→ **Stored data**:
>>>>>

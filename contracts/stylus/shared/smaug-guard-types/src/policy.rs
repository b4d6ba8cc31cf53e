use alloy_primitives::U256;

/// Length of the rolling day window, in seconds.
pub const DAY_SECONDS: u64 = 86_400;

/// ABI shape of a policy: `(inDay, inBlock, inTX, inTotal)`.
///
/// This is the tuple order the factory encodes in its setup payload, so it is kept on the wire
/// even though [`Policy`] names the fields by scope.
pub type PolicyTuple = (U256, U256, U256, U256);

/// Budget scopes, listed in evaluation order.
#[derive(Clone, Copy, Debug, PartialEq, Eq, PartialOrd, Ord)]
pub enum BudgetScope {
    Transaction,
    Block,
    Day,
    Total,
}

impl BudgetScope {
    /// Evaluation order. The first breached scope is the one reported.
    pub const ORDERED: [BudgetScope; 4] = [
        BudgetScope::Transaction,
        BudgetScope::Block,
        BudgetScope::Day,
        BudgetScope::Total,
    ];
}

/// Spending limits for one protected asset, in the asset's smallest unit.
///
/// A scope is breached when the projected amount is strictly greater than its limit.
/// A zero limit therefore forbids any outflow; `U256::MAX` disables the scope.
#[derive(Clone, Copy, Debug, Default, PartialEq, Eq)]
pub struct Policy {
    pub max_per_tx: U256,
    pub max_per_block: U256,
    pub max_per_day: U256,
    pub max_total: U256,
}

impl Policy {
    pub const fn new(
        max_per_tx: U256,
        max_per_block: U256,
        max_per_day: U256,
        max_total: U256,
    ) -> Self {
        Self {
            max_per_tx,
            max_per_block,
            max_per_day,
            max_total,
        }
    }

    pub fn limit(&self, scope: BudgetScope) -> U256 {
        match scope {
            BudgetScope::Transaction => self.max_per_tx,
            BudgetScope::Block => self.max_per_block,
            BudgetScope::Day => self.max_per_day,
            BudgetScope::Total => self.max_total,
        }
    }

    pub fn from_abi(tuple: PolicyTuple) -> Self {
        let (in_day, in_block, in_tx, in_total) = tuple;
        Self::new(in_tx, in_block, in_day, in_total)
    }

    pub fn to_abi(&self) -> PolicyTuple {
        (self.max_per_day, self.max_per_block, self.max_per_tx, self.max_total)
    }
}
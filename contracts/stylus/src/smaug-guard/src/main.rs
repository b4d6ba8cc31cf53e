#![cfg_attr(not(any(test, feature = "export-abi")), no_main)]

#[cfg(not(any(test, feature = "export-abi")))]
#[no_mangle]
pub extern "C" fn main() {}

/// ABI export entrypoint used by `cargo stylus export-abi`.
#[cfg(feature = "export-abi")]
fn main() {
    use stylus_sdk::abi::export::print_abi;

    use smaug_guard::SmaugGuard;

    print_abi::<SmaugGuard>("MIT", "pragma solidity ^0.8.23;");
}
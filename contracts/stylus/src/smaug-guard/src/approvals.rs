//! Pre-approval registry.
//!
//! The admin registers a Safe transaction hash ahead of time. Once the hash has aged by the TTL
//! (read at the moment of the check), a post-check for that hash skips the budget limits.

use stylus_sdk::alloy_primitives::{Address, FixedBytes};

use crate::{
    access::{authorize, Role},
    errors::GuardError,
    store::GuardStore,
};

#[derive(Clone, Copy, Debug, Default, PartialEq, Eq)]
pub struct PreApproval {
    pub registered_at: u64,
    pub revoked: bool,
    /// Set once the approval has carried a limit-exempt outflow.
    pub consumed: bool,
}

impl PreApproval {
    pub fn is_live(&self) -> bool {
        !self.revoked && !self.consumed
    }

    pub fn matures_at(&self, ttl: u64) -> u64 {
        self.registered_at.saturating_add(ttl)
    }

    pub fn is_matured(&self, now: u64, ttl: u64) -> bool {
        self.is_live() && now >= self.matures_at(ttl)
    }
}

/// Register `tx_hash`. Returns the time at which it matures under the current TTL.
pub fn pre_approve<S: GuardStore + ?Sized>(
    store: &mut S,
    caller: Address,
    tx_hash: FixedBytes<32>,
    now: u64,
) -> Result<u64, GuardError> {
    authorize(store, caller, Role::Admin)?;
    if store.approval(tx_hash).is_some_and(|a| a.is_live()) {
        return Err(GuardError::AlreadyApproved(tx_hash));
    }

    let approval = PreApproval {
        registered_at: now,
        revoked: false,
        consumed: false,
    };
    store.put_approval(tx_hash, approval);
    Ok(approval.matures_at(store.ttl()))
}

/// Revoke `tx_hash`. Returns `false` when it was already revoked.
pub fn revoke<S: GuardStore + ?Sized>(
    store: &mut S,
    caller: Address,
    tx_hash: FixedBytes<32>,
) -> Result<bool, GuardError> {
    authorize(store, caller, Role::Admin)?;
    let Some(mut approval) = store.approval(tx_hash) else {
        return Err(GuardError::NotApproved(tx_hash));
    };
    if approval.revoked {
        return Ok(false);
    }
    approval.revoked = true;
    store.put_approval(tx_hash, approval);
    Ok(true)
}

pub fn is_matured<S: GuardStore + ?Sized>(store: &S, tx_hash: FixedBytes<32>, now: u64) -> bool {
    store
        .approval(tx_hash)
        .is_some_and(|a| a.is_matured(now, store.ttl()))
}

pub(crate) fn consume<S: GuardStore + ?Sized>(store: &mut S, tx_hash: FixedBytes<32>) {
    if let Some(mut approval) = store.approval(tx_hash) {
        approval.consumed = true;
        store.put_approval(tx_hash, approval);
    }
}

<<<<<

→ **Directions**:
Could you report how many lines of the entries include the word "crate"? Only the number is needed.

→ **Solution to this exercise**:
2